GIVEN RECORDS:
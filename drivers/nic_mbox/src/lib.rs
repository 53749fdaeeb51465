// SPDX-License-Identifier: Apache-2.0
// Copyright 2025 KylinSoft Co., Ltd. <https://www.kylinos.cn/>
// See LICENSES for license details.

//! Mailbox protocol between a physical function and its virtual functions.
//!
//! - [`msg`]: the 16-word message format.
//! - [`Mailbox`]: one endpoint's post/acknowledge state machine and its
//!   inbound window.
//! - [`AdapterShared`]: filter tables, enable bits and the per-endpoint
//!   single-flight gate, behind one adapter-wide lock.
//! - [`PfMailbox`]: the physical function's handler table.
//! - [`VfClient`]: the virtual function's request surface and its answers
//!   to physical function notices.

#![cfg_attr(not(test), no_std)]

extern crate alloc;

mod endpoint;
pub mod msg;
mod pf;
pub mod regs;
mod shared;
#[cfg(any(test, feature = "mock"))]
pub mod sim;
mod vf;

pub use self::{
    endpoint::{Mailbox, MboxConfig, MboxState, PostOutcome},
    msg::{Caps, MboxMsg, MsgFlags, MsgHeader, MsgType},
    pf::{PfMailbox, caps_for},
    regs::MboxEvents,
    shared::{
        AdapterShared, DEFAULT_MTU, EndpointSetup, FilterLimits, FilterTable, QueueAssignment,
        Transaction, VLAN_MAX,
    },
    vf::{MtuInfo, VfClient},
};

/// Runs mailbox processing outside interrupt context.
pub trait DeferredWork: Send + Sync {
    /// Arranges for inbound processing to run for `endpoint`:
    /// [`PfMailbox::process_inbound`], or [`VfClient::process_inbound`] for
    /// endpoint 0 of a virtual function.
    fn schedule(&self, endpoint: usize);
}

* * *

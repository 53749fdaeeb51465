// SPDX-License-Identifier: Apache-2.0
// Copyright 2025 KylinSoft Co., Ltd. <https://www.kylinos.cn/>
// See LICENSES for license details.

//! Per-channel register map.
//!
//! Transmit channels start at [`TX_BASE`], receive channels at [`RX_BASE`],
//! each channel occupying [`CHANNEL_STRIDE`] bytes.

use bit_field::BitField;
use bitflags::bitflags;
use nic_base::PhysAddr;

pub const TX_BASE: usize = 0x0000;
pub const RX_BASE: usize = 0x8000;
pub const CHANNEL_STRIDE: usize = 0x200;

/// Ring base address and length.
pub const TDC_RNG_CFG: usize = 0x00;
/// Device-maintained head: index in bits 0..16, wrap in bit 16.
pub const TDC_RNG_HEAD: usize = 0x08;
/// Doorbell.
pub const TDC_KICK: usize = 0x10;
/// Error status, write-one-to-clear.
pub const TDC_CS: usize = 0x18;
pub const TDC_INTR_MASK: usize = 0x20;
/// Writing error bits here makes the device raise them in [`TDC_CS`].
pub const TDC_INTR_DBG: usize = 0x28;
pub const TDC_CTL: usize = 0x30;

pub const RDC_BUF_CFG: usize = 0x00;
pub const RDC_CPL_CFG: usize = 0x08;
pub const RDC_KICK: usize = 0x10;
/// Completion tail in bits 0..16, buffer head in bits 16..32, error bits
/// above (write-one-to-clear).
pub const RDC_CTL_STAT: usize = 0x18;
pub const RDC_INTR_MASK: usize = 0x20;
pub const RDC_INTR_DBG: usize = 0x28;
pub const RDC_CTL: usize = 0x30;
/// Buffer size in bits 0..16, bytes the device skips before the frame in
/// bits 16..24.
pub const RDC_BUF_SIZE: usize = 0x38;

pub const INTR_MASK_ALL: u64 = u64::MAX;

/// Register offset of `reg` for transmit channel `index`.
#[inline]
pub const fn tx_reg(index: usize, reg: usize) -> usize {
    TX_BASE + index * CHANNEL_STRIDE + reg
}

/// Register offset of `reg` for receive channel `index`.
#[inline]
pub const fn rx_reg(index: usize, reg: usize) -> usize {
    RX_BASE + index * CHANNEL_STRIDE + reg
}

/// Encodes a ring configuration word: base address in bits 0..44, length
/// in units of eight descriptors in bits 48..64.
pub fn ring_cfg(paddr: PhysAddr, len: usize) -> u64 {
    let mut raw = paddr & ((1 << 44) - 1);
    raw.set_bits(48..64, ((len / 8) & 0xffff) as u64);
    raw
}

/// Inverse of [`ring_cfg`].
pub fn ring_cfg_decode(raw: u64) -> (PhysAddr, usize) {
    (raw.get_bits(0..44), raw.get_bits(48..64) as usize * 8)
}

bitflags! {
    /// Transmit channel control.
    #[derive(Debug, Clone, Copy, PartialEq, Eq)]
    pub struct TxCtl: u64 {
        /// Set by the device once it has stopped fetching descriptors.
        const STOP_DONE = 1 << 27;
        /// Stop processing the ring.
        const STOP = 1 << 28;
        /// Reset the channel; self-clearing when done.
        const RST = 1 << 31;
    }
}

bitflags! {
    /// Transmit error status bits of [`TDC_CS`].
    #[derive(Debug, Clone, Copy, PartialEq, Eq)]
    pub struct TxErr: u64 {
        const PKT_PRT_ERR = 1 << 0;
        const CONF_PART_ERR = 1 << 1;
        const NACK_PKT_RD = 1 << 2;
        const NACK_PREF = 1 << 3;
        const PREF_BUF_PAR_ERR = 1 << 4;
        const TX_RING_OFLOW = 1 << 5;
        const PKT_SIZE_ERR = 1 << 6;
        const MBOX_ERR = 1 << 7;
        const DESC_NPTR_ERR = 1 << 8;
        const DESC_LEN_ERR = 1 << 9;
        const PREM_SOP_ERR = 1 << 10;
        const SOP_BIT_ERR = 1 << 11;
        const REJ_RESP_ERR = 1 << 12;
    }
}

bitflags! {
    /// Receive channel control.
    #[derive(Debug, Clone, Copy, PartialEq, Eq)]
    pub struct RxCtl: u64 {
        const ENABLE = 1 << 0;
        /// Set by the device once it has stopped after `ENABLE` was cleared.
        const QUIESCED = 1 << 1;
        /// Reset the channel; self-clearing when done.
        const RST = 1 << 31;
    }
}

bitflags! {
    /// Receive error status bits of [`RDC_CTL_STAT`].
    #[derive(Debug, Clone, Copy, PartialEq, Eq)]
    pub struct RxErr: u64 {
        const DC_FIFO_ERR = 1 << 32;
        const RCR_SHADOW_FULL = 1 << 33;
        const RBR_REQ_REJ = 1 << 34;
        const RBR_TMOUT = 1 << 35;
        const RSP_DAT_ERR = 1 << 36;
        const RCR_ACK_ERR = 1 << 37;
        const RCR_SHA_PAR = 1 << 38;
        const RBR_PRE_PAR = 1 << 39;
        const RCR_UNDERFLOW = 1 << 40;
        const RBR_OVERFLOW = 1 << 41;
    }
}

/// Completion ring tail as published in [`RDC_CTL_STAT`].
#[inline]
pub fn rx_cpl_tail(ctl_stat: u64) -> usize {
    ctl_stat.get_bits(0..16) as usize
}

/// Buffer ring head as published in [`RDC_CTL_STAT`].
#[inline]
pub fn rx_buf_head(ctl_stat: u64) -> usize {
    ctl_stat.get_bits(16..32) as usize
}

TASK PROMPT: Only the lines containing the string "paddr" are needed; pull them out of the records.

EXERCISE RESULT:
pub fn ring_cfg(paddr: PhysAddr, len: usize) -> u64 {
    let mut raw = paddr & ((1 << 44) - 1);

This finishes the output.